• **Activity**:
Across all the lines of the following material, count those that include the word "longitude" and give only the result.

• **Data provided**:
________________
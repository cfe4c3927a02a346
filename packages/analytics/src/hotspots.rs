//! Locations with the most fire detections.

use std::collections::HashMap;

use wildfire_aq_analytics_models::{FilteredFireEvent, Hotspot};

/// Number of hotspots kept in a report.
pub const HOTSPOT_LIMIT: usize = 100;

/// Groups detections by exact coordinates and returns the `limit` busiest
/// locations.
///
/// Sorted by count descending, then latitude and longitude ascending.
#[must_use]
pub fn top_hotspots(events: &[FilteredFireEvent], limit: usize) -> Vec<Hotspot> {
    let mut groups: HashMap<(u64, u64), (f64, f64, u32, f64)> = HashMap::new();
    for event in events {
        let (lat, lon) = (event.item.latitude, event.item.longitude);
        let entry = groups
            .entry((lat.to_bits(), lon.to_bits()))
            .or_insert((lat, lon, 0, 0.0));
        entry.2 += 1;
        entry.3 += event.distance_km;
    }

    let mut hotspots: Vec<Hotspot> = groups
        .into_values()
        .map(|(latitude, longitude, count, distance_sum)| Hotspot {
            latitude,
            longitude,
            count,
            mean_distance_km: distance_sum / f64::from(count),
        })
        .collect();

    hotspots.sort_by(|a, b| {
        b.count
            .cmp(&a.count)
            .then(a.latitude.total_cmp(&b.latitude))
            .then(a.longitude.total_cmp(&b.longitude))
    });
    hotspots.truncate(limit);
    hotspots
}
________________
• **Exercise result**:
5